(Collected data)
------------------------------------

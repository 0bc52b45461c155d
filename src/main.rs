//! Entry point for the SPRINT3 acquisition application.
//!
//! Wires the pipeline — acquisition controller, two bounded raw-hit
//! buffers, processor, species queue, storage workers, run log — then
//! supervises the readout session, power-cycling the device with an
//! exponential backoff whenever it fails. Worker threads stay up across
//! retries within a run.
//!
//! Usage: `sprint <acq_time_seconds> [-v]`

mod acquisition;
mod buffers;
mod logging;
mod power;
mod processing;
mod run_number;
mod settings;
mod storage;

use std::path::Path;
use std::process::ExitCode;
use std::sync::Arc;
use std::thread;
use std::time::Duration;

use log::{LevelFilter, error, info};

use acquisition::AcqController;
use acquisition::device::PixelHit;
use buffers::{HitBuffer, SpeciesQueue};
use logging::{LogLevel, Logger, SharedLogger, unix_now};
use processing::DataProcessor;
use settings::{
    LOGS_DIR, PATH_TO_CALIB, PATH_TO_RUN_NUM_FILE, POWER_CYCLE_SECONDS_MAX,
    POWER_CYCLE_SECONDS_MIN, RAW_DATA_DIR,
};
use storage::StorageManager;

fn main() -> ExitCode {
    let Some(args) = CliArgs::parse(std::env::args().skip(1)) else {
        println!("Error parsing command line arguments!");
        println!("Should take the form:");
        println!("sprint <acq_time_seconds> [-v (for verbose)]");
        return ExitCode::FAILURE;
    };

    env_logger::Builder::from_default_env()
        .filter_level(if args.verbose {
            LevelFilter::Debug
        } else {
            LevelFilter::Info
        })
        .init();

    println!("Acquisition Time Setting = {} s", args.acq_time_secs);
    println!(
        "Print statements {}",
        if args.verbose { "ON" } else { "OFF" }
    );

    run(&args)
}

struct CliArgs {
    acq_time_secs: u64,
    verbose: bool,
}

impl CliArgs {
    /// One required positional integer; any further token turns on
    /// verbose printing.
    fn parse(mut args: impl Iterator<Item = String>) -> Option<Self> {
        let acq_time_secs = args.next()?.parse().ok()?;
        let verbose = args.next().is_some();
        Some(Self {
            acq_time_secs,
            verbose,
        })
    }
}

fn run(args: &CliArgs) -> ExitCode {
    if let Err(e) = run_number::create_output_dirs() {
        error!("failed to create output directories: {}", e);
        return ExitCode::FAILURE;
    }

    let run_num = match run_number::update_run_number(
        Path::new(PATH_TO_RUN_NUM_FILE),
        Path::new(RAW_DATA_DIR),
    ) {
        Ok(run_num) => run_num,
        Err(e) => {
            error!("failed to update run number: {}", e);
            return ExitCode::FAILURE;
        }
    };
    info!("starting run {}", run_num);

    let log_level = if args.verbose {
        LogLevel::Debug
    } else {
        LogLevel::Info
    };
    let log_path = format!("{}/log_run{}.txt", LOGS_DIR, run_num);
    let logger: SharedLogger = match Logger::create(Path::new(&log_path), log_level) {
        Ok(logger) => Arc::new(logger),
        Err(e) => {
            error!("could not open log file {}: {}", log_path, e);
            return ExitCode::FAILURE;
        }
    };

    // shared channels between the acquisition callbacks and the workers
    let raw_hits: Arc<HitBuffer<PixelHit>> = Arc::new(HitBuffer::new());
    let raw_hits_to_write: Arc<HitBuffer<PixelHit>> = Arc::new(HitBuffer::new());
    let species = Arc::new(SpeciesQueue::new());

    let mut acq_ctrl = AcqController::new(
        raw_hits.clone(),
        raw_hits_to_write.clone(),
        logger.clone(),
    );

    // the processor must be dropped (and drained) before the storage
    // manager so every species hit reaches the queue while the species
    // writer is still running
    let mut storage_mngr = StorageManager::new(
        run_num.clone(),
        species.clone(),
        raw_hits_to_write.clone(),
        logger.clone(),
    );
    let mut data_proc = DataProcessor::new(raw_hits.clone(), species.clone(), logger.clone());

    println!("\nLoading energy calibration files...");
    if let Err(e) = data_proc.load_energy_calib(Path::new(PATH_TO_CALIB)) {
        logger.log_error(LogLevel::Fatal, "energy calibration failed", &e);
        error!("energy calibration failed: {}", e);
        return ExitCode::FAILURE;
    }

    if let Err(e) = acq_ctrl.load_config(args.acq_time_secs) {
        error!("configuration failed: {}", e);
        return ExitCode::FAILURE;
    }

    println!("\nLaunching threads...");
    match acq_ctrl.config() {
        Some(config) => storage_mngr.gen_header(unix_now(), config),
        None => {
            logger.log(LogLevel::Fatal, "no configuration to write headers from");
            return ExitCode::FAILURE;
        }
    }
    storage_mngr.launch();
    data_proc.launch();
    thread::sleep(Duration::from_secs(1)); // give threads time to launch

    println!("\nLaunching acquisition...");
    let mut backoff_secs = POWER_CYCLE_SECONDS_MIN;
    loop {
        let outcome = acq_ctrl
            .connect()
            .and_then(|_| acq_ctrl.run_acquisition());
        match outcome {
            Ok(()) => break,
            Err(e) => {
                logger.log_error(LogLevel::Error, "acquisition attempt failed", &e);
                error!("acquisition attempt failed: {}", e);
                power::power_cycle(&logger, backoff_secs);
                backoff_secs = (backoff_secs * 2).min(POWER_CYCLE_SECONDS_MAX);
            }
        }
    }

    // teardown order matters: processor first, storage second, log last
    drop(data_proc);
    drop(storage_mngr);
    logger.log(LogLevel::Info, "run complete");
    info!("run {} complete", run_num);
    ExitCode::SUCCESS
}

#[cfg(test)]
mod tests {
    use super::CliArgs;

    fn parse(tokens: &[&str]) -> Option<CliArgs> {
        CliArgs::parse(tokens.iter().map(|t| t.to_string()))
    }

    #[test]
    fn positional_acq_time_is_required() {
        assert!(parse(&[]).is_none());
        assert!(parse(&["sixty"]).is_none());

        let args = parse(&["60"]).unwrap();
        assert_eq!(args.acq_time_secs, 60);
        assert!(!args.verbose);
    }

    #[test]
    fn any_second_token_enables_verbose() {
        assert!(parse(&["60", "-v"]).unwrap().verbose);
        assert!(parse(&["60", "whatever"]).unwrap().verbose);
    }
}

------------------------------------

### What you should do
Quote only the lines from the line containing "assert_eq!(args.acq_time_secs, 60);" through the end of the entries, keeping the first and the last.

### Output for this exercise
        assert_eq!(args.acq_time_secs, 60);
        assert!(!args.verbose);
    }

    #[test]
    fn any_second_token_enables_verbose() {
        assert!(parse(&["60", "-v"]).unwrap().verbose);
        assert!(parse(&["60", "whatever"]).unwrap().verbose);
    }
}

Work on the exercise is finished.